- _Exercise data_
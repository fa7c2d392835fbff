use chrono::{DateTime, Utc};
use rust_decimal::Decimal;
use serde::{Deserialize, Serialize};
use validator::Validate;

use super::pricing::ServiceSelection;
use crate::shared::{SearchCriteria, SearchPaging};

#[derive(Debug, Clone, Default, Deserialize)]
#[serde(rename_all = "camelCase", default)]
pub struct AppointmentSearch {
    pub user_id: Option<i32>,
    pub hairdresser_id: Option<i32>,
    pub status_id: Option<i32>,
    pub hairstyle_id: Option<i32>,
    pub facial_hair_id: Option<i32>,
    pub dying_id: Option<i32>,
    pub is_active: Option<bool>,
    pub min_price: Option<Decimal>,
    pub max_price: Option<Decimal>,
    pub appointment_date_from: Option<DateTime<Utc>>,
    pub appointment_date_to: Option<DateTime<Utc>>,
    #[serde(flatten)]
    pub paging: SearchPaging,
}

impl SearchCriteria for AppointmentSearch {
    fn paging(&self) -> &SearchPaging {
        &self.paging
    }
}

#[derive(Debug, Clone, Deserialize, Validate)]
#[serde(rename_all = "camelCase")]
pub struct AppointmentUpsertRequest {
    pub user_id: i32,
    pub hairdresser_id: i32,
    /// Ignored on create; applied as-is on update
    pub status_id: Option<i32>,
    pub appointment_date: DateTime<Utc>,
    pub hairstyle_id: Option<i32>,
    pub facial_hair_id: Option<i32>,
    pub dying_id: Option<i32>,
    #[serde(default = "default_active")]
    pub is_active: bool,
}

fn default_active() -> bool {
    true
}

impl AppointmentUpsertRequest {
    pub fn services(&self) -> ServiceSelection {
        ServiceSelection {
            hairstyle_id: self.hairstyle_id,
            facial_hair_id: self.facial_hair_id,
            dying_id: self.dying_id,
        }
    }
}

#[derive(Debug, Clone, Serialize)]
#[serde(rename_all = "camelCase")]
pub struct AppointmentResponse {
    pub id: i32,
    pub final_price: Decimal,
    pub appointment_date: DateTime<Utc>,
    pub created_at: DateTime<Utc>,
    pub is_active: bool,
    pub user_id: i32,
    pub user_name: String,
    pub hairdresser_id: i32,
    pub hairdresser_name: String,
    pub status_id: i32,
    pub status_name: String,
    pub hairstyle_id: Option<i32>,
    pub hairstyle_name: Option<String>,
    pub hairstyle_price: Option<Decimal>,
    pub hairstyle_image: Option<Vec<u8>>,
    pub facial_hair_id: Option<i32>,
    pub facial_hair_name: Option<String>,
    pub facial_hair_price: Option<Decimal>,
    pub facial_hair_image: Option<Vec<u8>>,
    pub dying_id: Option<i32>,
    pub dying_name: Option<String>,
    pub dying_hex_code: Option<String>,
}

#[derive(Debug, Clone, Default, Deserialize)]
#[serde(rename_all = "camelCase", default)]
pub struct ReviewSearch {
    pub user_id: Option<i32>,
    pub hairdresser_id: Option<i32>,
    pub appointment_id: Option<i32>,
    pub rating: Option<i32>,
    pub is_active: Option<bool>,
    #[serde(flatten)]
    pub paging: SearchPaging,
}

impl SearchCriteria for ReviewSearch {
    fn paging(&self) -> &SearchPaging {
        &self.paging
    }
}

#[derive(Debug, Clone, Deserialize, Validate)]
#[serde(rename_all = "camelCase")]
pub struct ReviewUpsertRequest {
    #[validate(range(min = 1, max = 5, message = "Rating must be between 1 and 5"))]
    pub rating: i32,
    #[validate(length(max = 1000))]
    pub comment: Option<String>,
    pub user_id: i32,
    pub appointment_id: i32,
    #[serde(default = "default_active")]
    pub is_active: bool,
}

#[derive(Debug, Clone, Serialize)]
#[serde(rename_all = "camelCase")]
pub struct ReviewResponse {
    pub id: i32,
    pub rating: i32,
    pub comment: Option<String>,
    pub created_at: DateTime<Utc>,
    pub is_active: bool,
    pub user_id: i32,
    pub user_full_name: String,
    pub hairdresser_full_name: String,
    pub appointment_id: i32,
    pub appointment: Option<AppointmentResponse>,
}
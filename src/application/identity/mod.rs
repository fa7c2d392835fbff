//! Users and their role assignments

pub mod user;

pub use user::{is_hairdresser, UserResource};
use async_trait::async_trait;
use chrono::Utc;
use rust_decimal::Decimal;
use sea_orm::sea_query::Query;
use sea_orm::{
    ColumnTrait, Condition, DatabaseConnection, DatabaseTransaction, EntityTrait, QueryFilter,
    Select, Set,
};
use tracing::debug;

use super::views::{appointment_views, AppointmentRefs};
use crate::application::crud::{ensure_exists, Resource};
use crate::application::identity::is_hairdresser;
use crate::application::notifications::outbox;
use crate::domain::booking::{
    final_price, AppointmentResponse, AppointmentSearch, AppointmentStatus, AppointmentUpsertRequest,
};
use crate::domain::events::NotificationEvent;
use crate::infrastructure::database::entities::{appointment, facial_hair, hairstyle, user};
use crate::shared::{DomainError, DomainResult};

/// Which booking notification to record
#[derive(Debug, Clone, Copy, PartialEq, Eq)]
pub enum BookingEvent {
    Created,
    Cancelled,
}

/// Queues the notification for `model` in the caller's transaction.
/// Appointments whose hairdresser has no email are skipped.
pub(crate) async fn record_booking_event(
    txn: &DatabaseTransaction,
    kind: BookingEvent,
    model: &appointment::Model,
) -> DomainResult<()> {
    let refs = AppointmentRefs::load(txn, std::slice::from_ref(model)).await?;
    let Some(notification) = refs.notification(model) else {
        debug!(appointment_id = model.id, "Hairdresser has no email, notification skipped");
        return Ok(());
    };

    let event = match kind {
        BookingEvent::Created => NotificationEvent::AppointmentCreated(notification),
        BookingEvent::Cancelled => NotificationEvent::AppointmentCancelled(notification),
    };
    outbox::enqueue(txn, event).await?;
    Ok(())
}

pub struct AppointmentResource;

impl AppointmentResource {
    /// Booking rules shared by create and update. Returns the derived price.
    async fn check_booking(
        &self,
        txn: &DatabaseTransaction,
        request: &AppointmentUpsertRequest,
    ) -> DomainResult<Decimal> {
        let services = request.services();
        if !services.has_any() {
            return Err(DomainError::DomainRule(
                "At least one service (hairstyle, facial hair or dye) must be selected.".to_string(),
            ));
        }

        ensure_exists::<user::Entity, _>(txn, "User", request.user_id).await?;

        if user::Entity::find_by_id(request.hairdresser_id)
            .one(txn)
            .await?
            .is_none()
        {
            return Err(DomainError::DomainRule(format!(
                "Hairdresser {} does not exist.",
                request.hairdresser_id
            )));
        }
        if !is_hairdresser(txn, request.hairdresser_id).await? {
            return Err(DomainError::DomainRule(format!(
                "User {} is not a hairdresser.",
                request.hairdresser_id
            )));
        }

        let hairstyle_price = match services.hairstyle_id {
            Some(id) => hairstyle::Entity::find_by_id(id).one(txn).await?.map(|h| h.price),
            None => None,
        };
        let facial_hair_price = match services.facial_hair_id {
            Some(id) => facial_hair::Entity::find_by_id(id).one(txn).await?.map(|f| f.price),
            None => None,
        };

        Ok(final_price(
            hairstyle_price,
            facial_hair_price,
            services.dying_id.is_some(),
        ))
    }
}

#[async_trait]
impl Resource for AppointmentResource {
    type Entity = appointment::Entity;
    type Model = appointment::Model;
    type ActiveModel = appointment::ActiveModel;
    type Search = AppointmentSearch;
    type Insert = AppointmentUpsertRequest;
    type Update = AppointmentUpsertRequest;
    type Response = AppointmentResponse;

    const NAME: &'static str = "Appointment";

    fn apply_filter(
        &self,
        mut query: Select<appointment::Entity>,
        search: &AppointmentSearch,
    ) -> Select<appointment::Entity> {
        if let Some(user_id) = search.user_id {
            query = query.filter(appointment::Column::UserId.eq(user_id));
        }
        if let Some(hairdresser_id) = search.hairdresser_id {
            query = query.filter(appointment::Column::HairdresserId.eq(hairdresser_id));
        }
        if let Some(status_id) = search.status_id {
            query = query.filter(appointment::Column::StatusId.eq(status_id));
        }
        if let Some(id) = search.hairstyle_id {
            query = query.filter(appointment::Column::HairstyleId.eq(id));
        }
        if let Some(id) = search.facial_hair_id {
            query = query.filter(appointment::Column::FacialHairId.eq(id));
        }
        if let Some(id) = search.dying_id {
            query = query.filter(appointment::Column::DyingId.eq(id));
        }
        if let Some(active) = search.is_active {
            query = query.filter(appointment::Column::IsActive.eq(active));
        }
        if let Some(min) = search.min_price {
            query = query.filter(appointment::Column::FinalPrice.gte(min));
        }
        if let Some(max) = search.max_price {
            query = query.filter(appointment::Column::FinalPrice.lte(max));
        }
        if let Some(from) = search.appointment_date_from {
            query = query.filter(appointment::Column::AppointmentDate.gte(from));
        }
        if let Some(to) = search.appointment_date_to {
            query = query.filter(appointment::Column::AppointmentDate.lte(to));
        }
        query
    }

    /// Client or hairdresser first/last name
    fn full_text(&self, token: &str) -> Option<Condition> {
        let named = Query::select()
            .column(user::Column::Id)
            .from(user::Entity)
            .cond_where(
                Condition::any()
                    .add(user::Column::FirstName.contains(token))
                    .add(user::Column::LastName.contains(token)),
            )
            .to_owned();
        Some(
            Condition::any()
                .add(appointment::Column::UserId.in_subquery(named.clone()))
                .add(appointment::Column::HairdresserId.in_subquery(named)),
        )
    }

    fn new_active_model(&self, request: &AppointmentUpsertRequest) -> appointment::ActiveModel {
        appointment::ActiveModel {
            final_price: Set(Decimal::ZERO),
            appointment_date: Set(request.appointment_date),
            created_at: Set(Utc::now()),
            is_active: Set(request.is_active),
            user_id: Set(request.user_id),
            hairdresser_id: Set(request.hairdresser_id),
            status_id: Set(AppointmentStatus::Reserved.id()),
            hairstyle_id: Set(request.hairstyle_id),
            facial_hair_id: Set(request.facial_hair_id),
            dying_id: Set(request.dying_id),
            ..Default::default()
        }
    }

    fn apply_update(&self, entity: &mut appointment::ActiveModel, request: &AppointmentUpsertRequest) {
        entity.appointment_date = Set(request.appointment_date);
        entity.is_active = Set(request.is_active);
        entity.user_id = Set(request.user_id);
        entity.hairdresser_id = Set(request.hairdresser_id);
        entity.hairstyle_id = Set(request.hairstyle_id);
        entity.facial_hair_id = Set(request.facial_hair_id);
        entity.dying_id = Set(request.dying_id);
        // No transition guard on this path
        if let Some(status_id) = request.status_id {
            entity.status_id = Set(status_id);
        }
    }

    async fn before_insert(
        &self,
        txn: &DatabaseTransaction,
        entity: &mut appointment::ActiveModel,
        request: &AppointmentUpsertRequest,
    ) -> DomainResult<()> {
        let price = self.check_booking(txn, request).await?;
        entity.final_price = Set(price);
        entity.status_id = Set(AppointmentStatus::Reserved.id());
        Ok(())
    }

    async fn after_insert(
        &self,
        txn: &DatabaseTransaction,
        model: appointment::Model,
        _request: &AppointmentUpsertRequest,
    ) -> DomainResult<appointment::Model> {
        record_booking_event(txn, BookingEvent::Created, &model).await?;
        Ok(model)
    }

    async fn before_update(
        &self,
        txn: &DatabaseTransaction,
        _current: &appointment::Model,
        entity: &mut appointment::ActiveModel,
        request: &AppointmentUpsertRequest,
    ) -> DomainResult<()> {
        let price = self.check_booking(txn, request).await?;
        entity.final_price = Set(price);
        Ok(())
    }

    async fn to_responses(
        &self,
        db: &DatabaseConnection,
        models: Vec<appointment::Model>,
    ) -> DomainResult<Vec<AppointmentResponse>> {
        appointment_views(db, models).await
    }
}
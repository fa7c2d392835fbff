use serde::{Deserialize, Serialize};

/// Paging fields shared by every search request
#[derive(Debug, Clone, Default, Serialize, Deserialize)]
#[serde(rename_all = "camelCase", default)]
pub struct SearchPaging {
    pub page: Option<u64>,
    pub page_size: Option<u64>,
    pub retrieve_all: bool,
    pub include_total_count: bool,
    /// Substring matched against the resource's full-text fields
    pub fts: Option<String>,
}

impl SearchPaging {
    pub fn page(page: u64, page_size: u64) -> Self {
        Self {
            page: Some(page),
            page_size: Some(page_size),
            ..Default::default()
        }
    }

    pub fn full_text_token(&self) -> Option<&str> {
        self.fts.as_deref().filter(|t| !t.trim().is_empty())
    }

    /// Rows to skip, only when both page and page size are present
    pub fn offset(&self) -> Option<u64> {
        if self.retrieve_all {
            return None;
        }
        match (self.page, self.page_size) {
            (Some(page), Some(size)) => Some(page * size),
            _ => None,
        }
    }

    pub fn limit(&self) -> Option<u64> {
        if self.retrieve_all {
            None
        } else {
            self.page_size
        }
    }
}

/// Implemented by every resource search request
pub trait SearchCriteria {
    fn paging(&self) -> &SearchPaging;
}

/// Paged response wrapper
#[derive(Debug, Clone, Serialize)]
#[serde(rename_all = "camelCase")]
pub struct PagedResult<T> {
    pub items: Vec<T>,
    pub total_count: Option<u64>,
}

impl<T> PagedResult<T> {
    pub fn new(items: Vec<T>, total_count: Option<u64>) -> Self {
        Self { items, total_count }
    }
}

#[cfg(test)]
mod tests {
    use super::*;

    #[test]
    fn offset_requires_page_and_size() {
        let paging = SearchPaging::page(2, 10);
        assert_eq!(paging.offset(), Some(20));
        assert_eq!(paging.limit(), Some(10));

        let size_only = SearchPaging {
            page_size: Some(5),
            ..Default::default()
        };
        assert_eq!(size_only.offset(), None);
        assert_eq!(size_only.limit(), Some(5));
    }

    #[test]
    fn retrieve_all_bypasses_paging() {
        let paging = SearchPaging {
            retrieve_all: true,
            ..SearchPaging::page(3, 10)
        };
        assert_eq!(paging.offset(), None);
        assert_eq!(paging.limit(), None);
    }

    #[test]
    fn blank_full_text_token_is_ignored() {
        let paging = SearchPaging {
            fts: Some("   ".into()),
            ..Default::default()
        };
        assert!(paging.full_text_token().is_none());
    }
}
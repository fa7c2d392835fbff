//! Bookable salon services: hairstyles, facial hair styles, dye colours

use chrono::{DateTime, Utc};
use rust_decimal::Decimal;
use serde::{Deserialize, Serialize};
use validator::Validate;

use crate::shared::validation::{validate_hex_code, validate_price};
use crate::shared::{SearchCriteria, SearchPaging};

#[derive(Debug, Clone, Default, Deserialize)]
#[serde(rename_all = "camelCase", default)]
pub struct HairstyleSearch {
    pub name: Option<String>,
    pub min_price: Option<Decimal>,
    pub max_price: Option<Decimal>,
    pub is_active: Option<bool>,
    pub length_id: Option<i32>,
    #[serde(flatten)]
    pub paging: SearchPaging,
}

impl SearchCriteria for HairstyleSearch {
    fn paging(&self) -> &SearchPaging {
        &self.paging
    }
}

#[derive(Debug, Clone, Deserialize, Validate)]
#[serde(rename_all = "camelCase")]
pub struct HairstyleUpsertRequest {
    #[validate(length(min = 1, max = 200))]
    pub name: String,
    pub image: Option<Vec<u8>>,
    #[validate(custom(function = "validate_price"))]
    pub price: Decimal,
    pub is_active: bool,
    pub length_id: i32,
}

#[derive(Debug, Clone, Serialize)]
#[serde(rename_all = "camelCase")]
pub struct HairstyleResponse {
    pub id: i32,
    pub name: String,
    pub image: Option<Vec<u8>>,
    pub price: Decimal,
    pub is_active: bool,
    pub created_at: DateTime<Utc>,
    pub length_id: i32,
    pub length_name: String,
}

#[derive(Debug, Clone, Default, Deserialize)]
#[serde(rename_all = "camelCase", default)]
pub struct FacialHairSearch {
    pub name: Option<String>,
    pub min_price: Option<Decimal>,
    pub max_price: Option<Decimal>,
    pub is_active: Option<bool>,
    #[serde(flatten)]
    pub paging: SearchPaging,
}

impl SearchCriteria for FacialHairSearch {
    fn paging(&self) -> &SearchPaging {
        &self.paging
    }
}

#[derive(Debug, Clone, Deserialize, Validate)]
#[serde(rename_all = "camelCase")]
pub struct FacialHairUpsertRequest {
    #[validate(length(min = 1, max = 200))]
    pub name: String,
    pub image: Option<Vec<u8>>,
    #[validate(custom(function = "validate_price"))]
    pub price: Decimal,
    pub is_active: bool,
}

#[derive(Debug, Clone, Serialize)]
#[serde(rename_all = "camelCase")]
pub struct FacialHairResponse {
    pub id: i32,
    pub name: String,
    pub image: Option<Vec<u8>>,
    pub price: Decimal,
    pub is_active: bool,
    pub created_at: DateTime<Utc>,
}

#[derive(Debug, Clone, Default, Deserialize)]
#[serde(rename_all = "camelCase", default)]
pub struct DyingSearch {
    pub name: Option<String>,
    pub hex_code: Option<String>,
    pub is_active: Option<bool>,
    #[serde(flatten)]
    pub paging: SearchPaging,
}

impl SearchCriteria for DyingSearch {
    fn paging(&self) -> &SearchPaging {
        &self.paging
    }
}

#[derive(Debug, Clone, Deserialize, Validate)]
#[serde(rename_all = "camelCase")]
pub struct DyingUpsertRequest {
    #[validate(length(min = 1, max = 100))]
    pub name: String,
    #[validate(custom(function = "validate_hex_code"))]
    pub hex_code: Option<String>,
    pub is_active: bool,
}

#[derive(Debug, Clone, Serialize)]
#[serde(rename_all = "camelCase")]
pub struct DyingResponse {
    pub id: i32,
    pub name: String,
    pub hex_code: Option<String>,
    pub is_active: bool,
    pub created_at: DateTime<Utc>,
}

- _The problem_
Copy out each line of the records that holds the string "ServiceSelection".

- _Answer space_
use super::pricing::ServiceSelection;
    pub fn services(&self) -> ServiceSelection {
        ServiceSelection {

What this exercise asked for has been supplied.